Managing database migrations across git branches


Photo by Ishan from @seefromthesky on Unsplash

@here Please run ./migrate next time you merge or rebase.

Database migrations are pretty hard. The combination of migrations and git branches are even more painful. Switching between branches with migrations can break your dev server and create invalid local data. In this exploration, we assume a Django-like migration system, where migrations are numbered monotonic, but not incrementing. You can have migrations with the same number and so long as they’re not altering, updating, deleting, or dropping the same database objects (which is true 99% of the time), you can apply migrations within the same version in any order. Instead of just tracking the migration’s version, the database’s migration table would track name of the migration.1

However, locally checking out branches with migrations is still painful. Rolling back migrations is hard if not impossible, particularly when data is mutated or dropped. This means most code reviewing for migrations are deductive instead of empirical.

But what if you moving between branches locally was seamless? What if there were a tool (I’m dubbing “Digress” here) where every migration should actually migrates a copy of the database? Digress would keep track of which migrations have been applied to each copy. If I go back in history, it switches to that older copy. If I switch to an alternate branch, we swap to the database with the last known migration, make a copy, and then migrate forward.

Digress would snapshot2 the database before applying the migration. If you swap to a branch with a migration based on an older branch, digress migate will notice the migrations directory diverged from the “HEAD”. It will first snapshot the existing database, locate the most recent “common denomiator” snapshot, load it, and then apply your migrations on top of that. Snapshotting before migration ensures the most recent local database state is kept and when you return to master, your “master” state remains.

Note: This is the naive, slower approach. See “Pages as blobs” for a more performant solution.

One of the side effects is objects that had not yet been “born” will vanish when traveling through time. New objects created on one branch would vanish when you checked out another. The data is tied to the state of the migration folder. This is unavoidable because newly inserted data might not even be valid in historical versions of the database. However, the data would re-appear once the migration folder started to look familiar.

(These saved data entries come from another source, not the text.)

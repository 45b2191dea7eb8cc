//! Account registration.

use std::sync::Arc;

use campus_auth::hash_password;
use campus_core::school::{
    RegisterStudentRequest, RegisterUserRequest, Role, ServiceError, ServiceResult, Student, User,
};
use campus_core::storage::{RepositoryError, StudentRepository, UserRepository};

#[derive(Clone)]
pub struct RegistrationService {
    users: Arc<dyn UserRepository>,
    students: Arc<dyn StudentRepository>,
    bcrypt_cost: u32,
}

impl RegistrationService {
    pub fn new(
        users: Arc<dyn UserRepository>,
        students: Arc<dyn StudentRepository>,
        bcrypt_cost: u32,
    ) -> Self {
        Self {
            users,
            students,
            bcrypt_cost,
        }
    }

    /// Registers an account of any role.
    ///
    /// Whether the caller may create the requested role is decided by the
    /// HTTP layer.
    pub async fn register_user(&self, request: RegisterUserRequest) -> ServiceResult<User> {
        request.validate()?;

        let user = request.to_user();
        let hash = self.hash(&request.password).await?;
        self.users
            .create_user(&user, &hash)
            .await
            .map_err(duplicate_account)?;

        tracing::info!(user_id = %user.id, role = %user.role, "User registered");
        Ok(user)
    }

    /// Registers a STUDENT account together with its student profile.
    pub async fn register_student(
        &self,
        request: RegisterStudentRequest,
    ) -> ServiceResult<(User, Student)> {
        request.validate()?;

        if let Some(parent_id) = request.parent_id {
            let parent = self
                .users
                .get_user(parent_id)
                .await?
                .ok_or_else(|| ServiceError::not_found("User", parent_id))?;
            if parent.role != Role::Parent {
                return Err(ServiceError::validation(
                    "parentId",
                    "parentId must reference a PARENT account",
                ));
            }
        }

        let account = request.account();
        let user = account.to_user();
        let student = request.to_student(user.id);
        let hash = self.hash(&account.password).await?;

        self.students
            .create_student_account(&user, &hash, &student)
            .await
            .map_err(duplicate_account)?;

        tracing::info!(user_id = %user.id, student_id = %student.id, "Student registered");
        Ok((user, student))
    }

    async fn hash(&self, password: &str) -> ServiceResult<String> {
        hash_password(password, self.bcrypt_cost)
            .await
            .map_err(|e| ServiceError::Storage(RepositoryError::QueryFailed(e.to_string())))
    }
}

/// Duplicate usernames, emails and admission numbers all read as one conflict.
fn duplicate_account(error: RepositoryError) -> ServiceError {
    match error {
        RepositoryError::AlreadyExists { entity_type, .. } => ServiceError::Conflict(format!(
            "{entity_type} with the same username, email or admission number already exists"
        )),
        other => other.into(),
    }
}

The cool thing is not only would you be able to test out other branch migrations, you’d be able to test your own migrations. Each migration file content would be hashed, so if you messed up your migration (ex. missed a not null), you’d just re-write it and re-run digress migrate. Digress would see that the migration’s checksum had changed, revert the database back to right before the incorrect migration was applied, and then apply yours. Unlike other migration digressions, overlapping names would be deleted. There should be no reason why you should have duplicate database migration names.

To track, you’d want a digress database (to manage the snapshots globally), instead of a migrations table in the database. The snapshots table in the digress database would look something like this:

CREATE TABLE snapshots (
  name TEXT PRIMARY KEY,
  created TIMESTAMP DEFAULT NOW(),
  migration TEXT,
  checksum TEXT UNIQUE,
  parent TEXT REFERENCES snapshots,
  head BOOL UNIQUE
);

To get a snapshot’s list of migrations:

with recursive m(migration) as (
	select migration, checksum
  from snapshots
  where parent is null
  union all
	select s2.migration, s2.checksum
  from snapshots s1
  join snapshots s2 on s1.name = s2.parent
)
select * from m;

Migration Ordering

Traditionally, you might number your migration. This gets weird because long-running pull requests with a migration might have a dumb “updating migration filename” commits because someone else beat you to merging.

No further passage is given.